ALBANY, N.Y. (NEWS10) — Many local businesses are now asking customers to pay with exact change or to use a debit or credit card if possible. It’s not just a request across the Capital Region; it’s nationwide. The U.S. is experiencing a coin shortage.
The Federal Reserve issued a statement that read in part “The COVID‐19 pandemic has significantly disrupted the supply chain and normal circulation patterns for U.S. coin.”
They added that the U.S. Mint’s production also decreased due to measures put in place to protect their employees.
From a consumer’s perspective, fears of spreading or catching germs has likely played a role as well.

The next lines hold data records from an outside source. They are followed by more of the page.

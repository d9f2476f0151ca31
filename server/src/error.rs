//! Error types for the realtime core and the HTTP surface around it.

use axum::{
    http::StatusCode,
    response::{IntoResponse, Response},
    Json,
};
use serde_json::json;

use crate::store::StoreError;

/// Failures scoped to a single connection attempt or a single message.
/// None of these are fatal to the process.
#[derive(Debug, Clone, PartialEq, Eq, thiserror::Error)]
pub enum RealtimeError {
    /// The handshake did not carry a usable identity.
    #[error("identity missing")]
    IdentityMissing,
    /// A direct message was addressed to nobody.
    #[error("recipient missing")]
    RecipientMissing,
    /// A direct message had no content.
    #[error("message content is empty")]
    EmptyMessage,
    /// An operation referenced an endpoint that is not registered.
    #[error("endpoint {0} is not registered")]
    UnknownEndpoint(crate::realtime::EndpointId),
}

impl RealtimeError {
    /// Code carried by `error` events on the wire.
    pub fn wire_code(&self) -> u16 {
        match self {
            Self::IdentityMissing => 401,
            Self::RecipientMissing | Self::EmptyMessage => 400,
            Self::UnknownEndpoint(_) => 410,
        }
    }
}

/// Errors returned by REST handlers.
#[derive(Debug, thiserror::Error)]
pub enum ApiError {
    #[error("missing X-Username header")]
    Unauthenticated,
    #[error("not a participant of this conversation")]
    Forbidden,
    #[error("{0}")]
    BadRequest(String),
    #[error(transparent)]
    Store(#[from] StoreError),
}

pub type ApiResult<T> = Result<T, ApiError>;

impl From<RealtimeError> for ApiError {
    fn from(err: RealtimeError) -> Self {
        match err {
            RealtimeError::IdentityMissing => ApiError::Unauthenticated,
            other => ApiError::BadRequest(other.to_string()),
        }
    }
}

impl IntoResponse for ApiError {
    fn into_response(self) -> Response {
        let status = match &self {
            ApiError::Unauthenticated => StatusCode::UNAUTHORIZED,
            ApiError::Forbidden => StatusCode::FORBIDDEN,
            ApiError::BadRequest(_) => StatusCode::BAD_REQUEST,
            ApiError::Store(err) => {
                tracing::error!(error = %err, "Store operation failed");
                StatusCode::INTERNAL_SERVER_ERROR
            }
        };

        let message = match &self {
            ApiError::Store(_) => "Internal storage error".to_string(),
            other => other.to_string(),
        };

        (status, Json(json!({ "error": { "message": message } }))).into_response()
    }
}
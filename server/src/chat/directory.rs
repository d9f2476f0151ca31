//! The caller's chats: friends and communities.

use axum::{extract::State, http::StatusCode, Json};
use serde::Deserialize;

use crate::auth::middleware::Identity;
use crate::error::{ApiError, ApiResult};
use crate::state::AppState;
use crate::store::{is_valid_username, ConversationRef, CONVERSATION_ID_SEPARATOR};

#[derive(Debug, Deserialize)]
pub struct AddFriendRequest {
    pub username: String,
}

#[derive(Debug, Deserialize)]
pub struct JoinCommunityRequest {
    pub name: String,
}

/// GET /api/chats: friends and communities of the caller.
pub async fn list_chats(
    State(state): State<AppState>,
    identity: Identity,
) -> ApiResult<Json<Vec<ConversationRef>>> {
    let chats = state
        .directory
        .friends_and_communities_of(identity.as_str())
        .await?;
    Ok(Json(chats))
}

/// POST /api/friends: befriend another user (symmetric).
/// Body: { "username": "..." }
pub async fn add_friend(
    State(state): State<AppState>,
    identity: Identity,
    Json(body): Json<AddFriendRequest>,
) -> ApiResult<StatusCode> {
    let friend = body.username.trim();
    if friend.is_empty() {
        return Err(ApiError::BadRequest("username is required".to_string()));
    }
    if !is_valid_username(friend) {
        return Err(ApiError::BadRequest(format!(
            "username may not contain '{CONVERSATION_ID_SEPARATOR}'"
        )));
    }
    if friend == identity.as_str() {
        return Err(ApiError::BadRequest("cannot befriend yourself".to_string()));
    }

    state.directory.add_friend(identity.as_str(), friend).await?;
    tracing::info!(user = %identity.as_str(), friend = %friend, "Friend added");
    Ok(StatusCode::OK)
}

/// POST /api/communities: join a community, creating it if needed.
/// Body: { "name": "..." }
pub async fn join_community(
    State(state): State<AppState>,
    identity: Identity,
    Json(body): Json<JoinCommunityRequest>,
) -> ApiResult<StatusCode> {
    let name = body.name.trim();
    if name.is_empty() {
        return Err(ApiError::BadRequest("community name is required".to_string()));
    }

    state.directory.join_community(identity.as_str(), name).await?;
    tracing::info!(user = %identity.as_str(), community = %name, "Community joined");
    Ok(StatusCode::OK)
}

“Anytime you exchange anything between people these days, people are going to be a little bit suspect,” said John Witkowski, the President and CEO of the Independent Bankers Association of New York State.
Witkowski told NEWS10 ABC that the stagnant economy has forced not only a shortage in coin but cash, too.
“The pandemic has kept people inside for the last three to four months, not a lot of money has been exchanged. Everybody has their cards and are doing everything online. Even with grocery stores, you now have Instacart,” said Witkowski.
Witkowski said he does believe the situation will start to resolve itself as businesses start to open up and things return to normal, but he pointed out that discussions of a cashless society have been happening for years. He said we’ll have to wait and see how the Federal Reserve moves forward.
“To be honest with you, I think they’re waiting for this to play out and see how much of a change in consumer behavior will be after this pandemic or as the pandemic slows down across the country,” said Witkowski.
In the meantime, he said consumers can do their part in helping out by calling their local bank to see if they want your change. He said to keep in mind that many banks no longer have counter machines and will ask for coins to be pre-rolled.
“Or there’s local grocery stores I’m sure that have those coin machines that can dispense cash for ya, but at least that starts the flow again of the cycle, the supply chain cycle of coinage and paper,” said Witkowski.